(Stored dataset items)
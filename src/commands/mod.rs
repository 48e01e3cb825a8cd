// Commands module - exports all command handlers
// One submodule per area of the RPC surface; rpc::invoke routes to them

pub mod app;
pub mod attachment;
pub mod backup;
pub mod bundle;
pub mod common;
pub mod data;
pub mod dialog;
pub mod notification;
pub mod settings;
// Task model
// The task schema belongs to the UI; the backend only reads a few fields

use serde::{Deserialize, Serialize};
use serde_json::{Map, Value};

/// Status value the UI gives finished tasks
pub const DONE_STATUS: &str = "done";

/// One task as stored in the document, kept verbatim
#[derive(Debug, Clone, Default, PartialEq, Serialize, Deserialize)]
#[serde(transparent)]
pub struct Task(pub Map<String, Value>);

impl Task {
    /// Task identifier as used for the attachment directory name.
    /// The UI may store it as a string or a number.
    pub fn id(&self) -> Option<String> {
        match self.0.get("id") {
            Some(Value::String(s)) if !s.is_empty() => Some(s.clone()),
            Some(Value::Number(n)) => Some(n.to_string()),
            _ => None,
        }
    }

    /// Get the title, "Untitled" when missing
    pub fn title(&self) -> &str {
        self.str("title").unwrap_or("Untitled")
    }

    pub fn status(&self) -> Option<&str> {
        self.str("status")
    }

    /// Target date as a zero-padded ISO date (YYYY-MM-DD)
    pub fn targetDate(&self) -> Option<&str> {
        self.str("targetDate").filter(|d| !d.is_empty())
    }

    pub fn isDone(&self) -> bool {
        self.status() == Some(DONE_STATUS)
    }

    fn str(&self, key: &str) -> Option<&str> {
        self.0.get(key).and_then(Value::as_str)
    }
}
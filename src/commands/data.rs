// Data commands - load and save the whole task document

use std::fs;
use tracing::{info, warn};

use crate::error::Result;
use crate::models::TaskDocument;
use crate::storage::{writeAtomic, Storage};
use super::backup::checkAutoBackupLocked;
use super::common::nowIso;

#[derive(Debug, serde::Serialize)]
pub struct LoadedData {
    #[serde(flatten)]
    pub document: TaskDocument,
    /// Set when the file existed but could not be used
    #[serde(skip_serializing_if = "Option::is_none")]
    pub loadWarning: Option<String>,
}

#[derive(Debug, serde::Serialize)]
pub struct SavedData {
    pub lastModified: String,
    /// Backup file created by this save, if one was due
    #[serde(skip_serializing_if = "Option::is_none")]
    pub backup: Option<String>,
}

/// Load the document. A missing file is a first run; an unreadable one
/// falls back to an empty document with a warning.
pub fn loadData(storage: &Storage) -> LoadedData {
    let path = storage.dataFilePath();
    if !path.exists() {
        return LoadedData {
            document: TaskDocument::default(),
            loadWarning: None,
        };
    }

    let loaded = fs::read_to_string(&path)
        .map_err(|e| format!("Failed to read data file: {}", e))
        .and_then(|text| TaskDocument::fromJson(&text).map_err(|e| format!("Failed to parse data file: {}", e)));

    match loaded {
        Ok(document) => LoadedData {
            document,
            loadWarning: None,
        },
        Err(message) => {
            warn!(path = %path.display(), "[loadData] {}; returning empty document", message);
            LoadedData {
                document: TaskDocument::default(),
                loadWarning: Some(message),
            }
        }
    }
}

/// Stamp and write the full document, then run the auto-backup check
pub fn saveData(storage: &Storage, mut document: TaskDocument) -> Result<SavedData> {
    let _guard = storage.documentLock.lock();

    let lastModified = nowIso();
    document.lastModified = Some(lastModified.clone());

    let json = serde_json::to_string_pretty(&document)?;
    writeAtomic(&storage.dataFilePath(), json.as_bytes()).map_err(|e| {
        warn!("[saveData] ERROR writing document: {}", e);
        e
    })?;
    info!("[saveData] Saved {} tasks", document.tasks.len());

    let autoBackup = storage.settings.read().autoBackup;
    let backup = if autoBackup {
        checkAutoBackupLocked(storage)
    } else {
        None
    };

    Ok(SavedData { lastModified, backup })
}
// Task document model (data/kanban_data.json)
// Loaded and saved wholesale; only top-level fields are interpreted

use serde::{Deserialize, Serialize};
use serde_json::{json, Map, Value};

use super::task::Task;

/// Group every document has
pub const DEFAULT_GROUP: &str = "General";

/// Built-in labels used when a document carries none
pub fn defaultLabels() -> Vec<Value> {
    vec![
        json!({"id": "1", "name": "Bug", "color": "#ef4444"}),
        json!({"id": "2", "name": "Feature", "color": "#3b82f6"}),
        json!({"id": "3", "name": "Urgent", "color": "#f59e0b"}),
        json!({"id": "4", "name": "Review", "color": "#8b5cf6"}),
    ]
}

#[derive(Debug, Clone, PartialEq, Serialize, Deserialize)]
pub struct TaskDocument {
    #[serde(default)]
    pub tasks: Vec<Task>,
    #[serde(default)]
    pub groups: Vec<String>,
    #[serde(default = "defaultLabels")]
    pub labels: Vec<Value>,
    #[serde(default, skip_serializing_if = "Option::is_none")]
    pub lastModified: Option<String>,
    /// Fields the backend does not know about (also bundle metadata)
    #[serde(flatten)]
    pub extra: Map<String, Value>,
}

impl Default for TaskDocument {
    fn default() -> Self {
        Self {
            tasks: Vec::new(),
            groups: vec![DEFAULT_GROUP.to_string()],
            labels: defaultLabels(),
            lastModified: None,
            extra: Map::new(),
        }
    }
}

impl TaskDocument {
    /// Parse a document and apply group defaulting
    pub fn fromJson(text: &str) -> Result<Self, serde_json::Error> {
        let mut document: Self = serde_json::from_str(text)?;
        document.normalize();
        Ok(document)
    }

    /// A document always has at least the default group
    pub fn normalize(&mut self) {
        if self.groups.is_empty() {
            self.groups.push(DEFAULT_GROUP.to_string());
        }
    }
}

### [Problem to work on]
Reproduce each line above without any alteration.

### [Answer box]
filename src/commands/mod.rs
repository 48e01e3cb825a8cd
// Commands module - exports all command handlers
// One submodule per area of the RPC surface; rpc::invoke routes to them

pub mod app;
pub mod attachment;
pub mod backup;
pub mod bundle;
pub mod common;
pub mod data;
pub mod dialog;
pub mod notification;
pub mod settings;
// Task model
// The task schema belongs to the UI; the backend only reads a few fields

use serde::{Deserialize, Serialize};
use serde_json::{Map, Value};

/// Status value the UI gives finished tasks
pub const DONE_STATUS: &str = "done";

/// One task as stored in the document, kept verbatim
#[derive(Debug, Clone, Default, PartialEq, Serialize, Deserialize)]
#[serde(transparent)]
pub struct Task(pub Map<String, Value>);

impl Task {
    /// Task identifier as used for the attachment directory name.
    /// The UI may store it as a string or a number.
    pub fn id(&self) -> Option<String> {
        match self.0.get("id") {
            Some(Value::String(s)) if !s.is_empty() => Some(s.clone()),
            Some(Value::Number(n)) => Some(n.to_string()),
            _ => None,
        }
    }

    /// Get the title, "Untitled" when missing
    pub fn title(&self) -> &str {
        self.str("title").unwrap_or("Untitled")
    }

    pub fn status(&self) -> Option<&str> {
        self.str("status")
    }

    /// Target date as a zero-padded ISO date (YYYY-MM-DD)
    pub fn targetDate(&self) -> Option<&str> {
        self.str("targetDate").filter(|d| !d.is_empty())
    }

    pub fn isDone(&self) -> bool {
        self.status() == Some(DONE_STATUS)
    }

    fn str(&self, key: &str) -> Option<&str> {
        self.0.get(key).and_then(Value::as_str)
    }
}
filename src/commands/data.rs
// Data commands - load and save the whole task document

use std::fs;
use tracing::{info, warn};

use crate::error::Result;
use crate::models::TaskDocument;
use crate::storage::{writeAtomic, Storage};
use super::backup::checkAutoBackupLocked;
use super::common::nowIso;

#[derive(Debug, serde::Serialize)]
pub struct LoadedData {
    #[serde(flatten)]
    pub document: TaskDocument,
    /// Set when the file existed but could not be used
    #[serde(skip_serializing_if = "Option::is_none")]
    pub loadWarning: Option<String>,
}

#[derive(Debug, serde::Serialize)]
pub struct SavedData {
    pub lastModified: String,
    /// Backup file created by this save, if one was due
    #[serde(skip_serializing_if = "Option::is_none")]
    pub backup: Option<String>,
}

/// Load the document. A missing file is a first run; an unreadable one
/// falls back to an empty document with a warning.
pub fn loadData(storage: &Storage) -> LoadedData {
    let path = storage.dataFilePath();
    if !path.exists() {
        return LoadedData {
            document: TaskDocument::default(),
            loadWarning: None,
        };
    }

    let loaded = fs::read_to_string(&path)
        .map_err(|e| format!("Failed to read data file: {}", e))
        .and_then(|text| TaskDocument::fromJson(&text).map_err(|e| format!("Failed to parse data file: {}", e)));

    match loaded {
        Ok(document) => LoadedData {
            document,
            loadWarning: None,
        },
        Err(message) => {
            warn!(path = %path.display(), "[loadData] {}; returning empty document", message);
            LoadedData {
                document: TaskDocument::default(),
                loadWarning: Some(message),
            }
        }
    }
}

/// Stamp and write the full document, then run the auto-backup check
pub fn saveData(storage: &Storage, mut document: TaskDocument) -> Result<SavedData> {
    let _guard = storage.documentLock.lock();

    let lastModified = nowIso();
    document.lastModified = Some(lastModified.clone());

    let json = serde_json::to_string_pretty(&document)?;
    writeAtomic(&storage.dataFilePath(), json.as_bytes()).map_err(|e| {
        warn!("[saveData] ERROR writing document: {}", e);
        e
    })?;
    info!("[saveData] Saved {} tasks", document.tasks.len());

    let autoBackup = storage.settings.read().autoBackup;
    let backup = if autoBackup {
        checkAutoBackupLocked(storage)
    } else {
        None
    };

    Ok(SavedData { lastModified, backup })
}
// Task document model (data/kanban_data.json)
// Loaded and saved wholesale; only top-level fields are interpreted

use serde::{Deserialize, Serialize};
use serde_json::{json, Map, Value};

use super::task::Task;

/// Group every document has
pub const DEFAULT_GROUP: &str = "General";

/// Built-in labels used when a document carries none
pub fn defaultLabels() -> Vec<Value> {
    vec![
        json!({"id": "1", "name": "Bug", "color": "#ef4444"}),
        json!({"id": "2", "name": "Feature", "color": "#3b82f6"}),
        json!({"id": "3", "name": "Urgent", "color": "#f59e0b"}),
        json!({"id": "4", "name": "Review", "color": "#8b5cf6"}),
    ]
}

#[derive(Debug, Clone, PartialEq, Serialize, Deserialize)]
pub struct TaskDocument {
    #[serde(default)]
    pub tasks: Vec<Task>,
    #[serde(default)]
    pub groups: Vec<String>,
    #[serde(default = "defaultLabels")]
    pub labels: Vec<Value>,
    #[serde(default, skip_serializing_if = "Option::is_none")]
    pub lastModified: Option<String>,
    /// Fields the backend does not know about (also bundle metadata)
    #[serde(flatten)]
    pub extra: Map<String, Value>,
}

impl Default for TaskDocument {
    fn default() -> Self {
        Self {
            tasks: Vec::new(),
            groups: vec![DEFAULT_GROUP.to_string()],
            labels: defaultLabels(),
            lastModified: None,
            extra: Map::new(),
        }
    }
}

impl TaskDocument {
    /// Parse a document and apply group defaulting
    pub fn fromJson(text: &str) -> Result<Self, serde_json::Error> {
        let mut document: Self = serde_json::from_str(text)?;
        document.normalize();
        Ok(document)
    }

    /// A document always has at least the default group
    pub fn normalize(&mut self) {
        if self.groups.is_empty() {
            self.groups.push(DEFAULT_GROUP.to_string());
        }
    }
}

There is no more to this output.